Было тогда у меня ощущение, что я все могу, и действительно, я помогал тогда в промграфике десяткам художников, и будучи уже со всех сторон осведомлен, какой он интересный живописец, попросил Мишу показать мне его работы.
"А зачем это тебе, старик?" - спросил он. "Как зачем? Зачем ты ходишь на выставки? Вдруг я узнаю тебя и начну учиться у тебя, вдруг я смогу быть тебе чем-нибудь полезен?"
Это было наивно и глупо. Во-первых, он до смерти не любил своих эпигонов. Было в этом что-то. Сам он не выставлялся, а его друзья зачастую заимствовали у него его личные, глубоко индивидуальные находки и выставляли как свои. Так поступил, например, на своей выставке на улице Жолтовского Владимир Галацкий. Во-вторых, он, давным-давно нашедший себя, признанный за рубежом и одержимый манией величия и собственными теориями, меньше всего нуждался в моих советах. Он криво усмехнулся и наотрез отказался от демонстрации мне своих работ, и было какое-то неудобство, при встречах радостно улыбались, обнимались и стремительно уходили друг от друга.

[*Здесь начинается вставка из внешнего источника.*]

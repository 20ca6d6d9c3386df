//! Corrector configuration
//!
//! ```json
//! {
//!   "table": "passes/noaa19-2024-05-01.txt",
//!   "sample_rate": 48000.0,
//!   "t0": 1714563000.0
//! }
//! ```
//!
//! `t0` is the absolute time of the first sample and is only used until the
//! stream delivers its first `rx_time` tag. It defaults to zero.

use serde::{Deserialize, Serialize};
use std::path::{Path, PathBuf};

use crate::types::{validate_sample_rate, DopplerError, DopplerResult};

/// Construction parameters for a [`DopplerCorrector`](crate::correction::DopplerCorrector).
#[derive(Debug, Clone, PartialEq, Serialize, Deserialize)]
pub struct CorrectorConfig {
    /// Doppler table file
    pub table: PathBuf,
    /// Sample rate (Hz)
    pub sample_rate: f64,
    /// Initial absolute time (s)
    #[serde(default)]
    pub t0: f64,
}

impl CorrectorConfig {
    pub fn new(table: impl Into<PathBuf>, sample_rate: f64, t0: f64) -> Self {
        Self {
            table: table.into(),
            sample_rate,
            t0,
        }
    }

    /// Parse from a JSON string.
    pub fn from_json(text: &str) -> DopplerResult<Self> {
        let config: Self = serde_json::from_str(text)?;
        config.validate()?;
        Ok(config)
    }

    /// Read and parse a JSON file.
    ///
    /// A relative `table` path is resolved against the config file's
    /// directory.
    pub fn from_json_file<P: AsRef<Path>>(path: P) -> DopplerResult<Self> {
        let path = path.as_ref();
        let text = std::fs::read_to_string(path)?;
        let mut config = Self::from_json(&text)?;
        if config.table.is_relative() {
            if let Some(dir) = path.parent() {
                config.table = dir.join(&config.table);
            }
        }
        Ok(config)
    }

    /// Check the numeric parameters.
    pub fn validate(&self) -> DopplerResult<()> {
        validate_sample_rate(self.sample_rate)?;
        if !self.t0.is_finite() {
            return Err(DopplerError::invalid(format!("t0 must be finite, got {}", self.t0)));
        }
        Ok(())
    }
}
//! Core types for Doppler correction
//!
//! Sample aliases shared by every block in the crate, plus the error taxonomy
//! raised while building a corrector.
//!
//! All errors are construction-time errors. Once a [`DopplerCorrector`] exists
//! the per-sample path cannot fail: times outside the table are answered with
//! a held frequency and backward time jumps are tolerated, both of which are
//! reported through `tracing` and the metrics counters rather than as errors.
//!
//! [`DopplerCorrector`]: crate::correction::DopplerCorrector

use num_complex::Complex64;

/// A single I/Q sample point
pub type IQSample = Complex64;

/// Result type for corrector construction
pub type DopplerResult<T> = Result<T, DopplerError>;

/// Errors that can occur while loading a Doppler table or building a corrector
#[derive(Debug, thiserror::Error)]
pub enum DopplerError {
    #[error("format error in Doppler table at record {record}: {reason} ({token:?})")]
    Format {
        /// 1-based record number
        record: usize,
        /// Offending token, empty when the record is truncated
        token: String,
        reason: String,
    },

    #[error("Doppler table contains no records")]
    EmptyTable,

    #[error("invalid configuration: {0}")]
    InvalidConfiguration(String),

    #[error("I/O error: {0}")]
    Io(#[from] std::io::Error),

    #[error("config parse error: {0}")]
    Config(String),
}

impl DopplerError {
    pub(crate) fn format(record: usize, token: impl Into<String>, reason: impl Into<String>) -> Self {
        DopplerError::Format {
            record,
            token: token.into(),
            reason: reason.into(),
        }
    }

    pub(crate) fn invalid(msg: impl Into<String>) -> Self {
        DopplerError::InvalidConfiguration(msg.into())
    }
}

impl From<serde_json::Error> for DopplerError {
    fn from(err: serde_json::Error) -> Self {
        DopplerError::Config(err.to_string())
    }
}

/// Check that a sample rate is usable as a divisor.
pub(crate) fn validate_sample_rate(sample_rate: f64) -> DopplerResult<()> {
    if sample_rate.is_finite() && sample_rate > 0.0 {
        Ok(())
    } else {
        Err(DopplerError::invalid(format!(
            "sample rate must be positive and finite, got {sample_rate}"
        )))
    }
}

#[cfg(test)]
mod tests {
    use super::*;
    use std::error::Error as StdError;

    #[test]
    fn test_format_error_display() {
        let err = DopplerError::format(3, "abc", "invalid time");
        let msg = err.to_string();
        assert!(msg.contains("record 3"));
        assert!(msg.contains("abc"));
        assert!(msg.contains("invalid time"));
    }

    #[test]
    fn test_io_error_conversion() {
        let io_err = std::io::Error::new(std::io::ErrorKind::NotFound, "missing");
        let err: DopplerError = io_err.into();
        assert!(matches!(err, DopplerError::Io(_)));
        assert!(err.source().is_some());
    }

    #[test]
    fn test_sample_rate_validation() {
        assert!(validate_sample_rate(48000.0).is_ok());
        assert!(matches!(
            validate_sample_rate(0.0),
            Err(DopplerError::InvalidConfiguration(_))
        ));
        assert!(validate_sample_rate(-1.0).is_err());
        assert!(validate_sample_rate(f64::NAN).is_err());
        assert!(validate_sample_rate(f64::INFINITY).is_err());
    }
}
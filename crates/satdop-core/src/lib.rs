//! # Satellite Doppler Correction
//!
//! Removes the predictable Doppler shift of a satellite pass from a complex
//! baseband stream. The shift is taken from a precomputed table of
//! `(time, frequency)` pairs (typically generated from orbital elements), and
//! each sample is counter-rotated by an oscillator whose frequency tracks the
//! table as the stream's absolute time advances.
//!
//! ## Signal Flow
//!
//! ```text
//! IQ in ─► DopplerCorrector ─► IQ out (Doppler removed, same length)
//!               ▲      ▲
//!               │      └── rx_time tags (absolute time anchors)
//!               └── DopplerTable (time → rad/sample, linear interpolation)
//! ```
//!
//! ## Example
//!
//! ```rust
//! use satdop_core::prelude::*;
//! use num_complex::Complex64;
//!
//! let table = DopplerTable::parse(
//!     "1700000000.0 8712.4\n1700000010.0 8650.0\n",
//!     48_000.0,
//! )
//! .unwrap();
//! let mut corrector = DopplerCorrector::new(table, 48_000.0, 1_700_000_000.0).unwrap();
//!
//! let mut tags = TagStore::new();
//! tags.add(0, keys::RX_TIME, TagValue::time(1_700_000_000, 0.5));
//!
//! let input = vec![Complex64::new(1.0, 0.0); 4096];
//! let output = corrector.process_tagged(&input, &tags);
//! assert_eq!(output.len(), input.len());
//! ```

pub mod config;
pub mod correction;
pub mod doppler_table;
pub mod file_source_sink;
pub mod observe;
pub mod phase;
pub mod stream_tags;
pub mod types;

pub use config::CorrectorConfig;
pub use correction::{DopplerCorrector, TimeAnchor, TimeAnchorEvent};
pub use doppler_table::{Coverage, DopplerTable, Lookup};
pub use types::{DopplerError, DopplerResult, IQSample};

/// Commonly used items.
pub mod prelude {
    pub use crate::config::CorrectorConfig;
    pub use crate::correction::{DopplerCorrector, TimeAnchor, TimeAnchorEvent};
    pub use crate::doppler_table::{Coverage, DopplerTable};
    pub use crate::file_source_sink::{IqFileFormat, IqReader, IqWriter};
    pub use crate::stream_tags::{keys, StreamTag, TagStore, TagValue};
    pub use crate::types::{DopplerError, DopplerResult, IQSample};
}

И только пять лет спустя Миша сам пригласил меня, Викторию и моего сына Федора.
Это было совсем не то, чего я ожидал, и поначалу раздражало меня не меньше, чем выставки на Малой Грузинской своей претенциозностью. Вокруг них было много шума, эпатажа, в работах же было много тенденциозности, сделанности и выдуманности. Но не все так однозначно. Неожиданными для меня однажды оказались работы Олега Целкова. На творчество Димы Краснопевцева я обратил внимание еще в сороковые годы, лет пятнадцать я дружил с ним и натюрморты его принимал безоговорочно. Нравилась мне экзистенциальность и их музыкальность, и чем-то напоминали они мне Моранди - все в себе, обманчиво предметны и с чувством собственного достоинства.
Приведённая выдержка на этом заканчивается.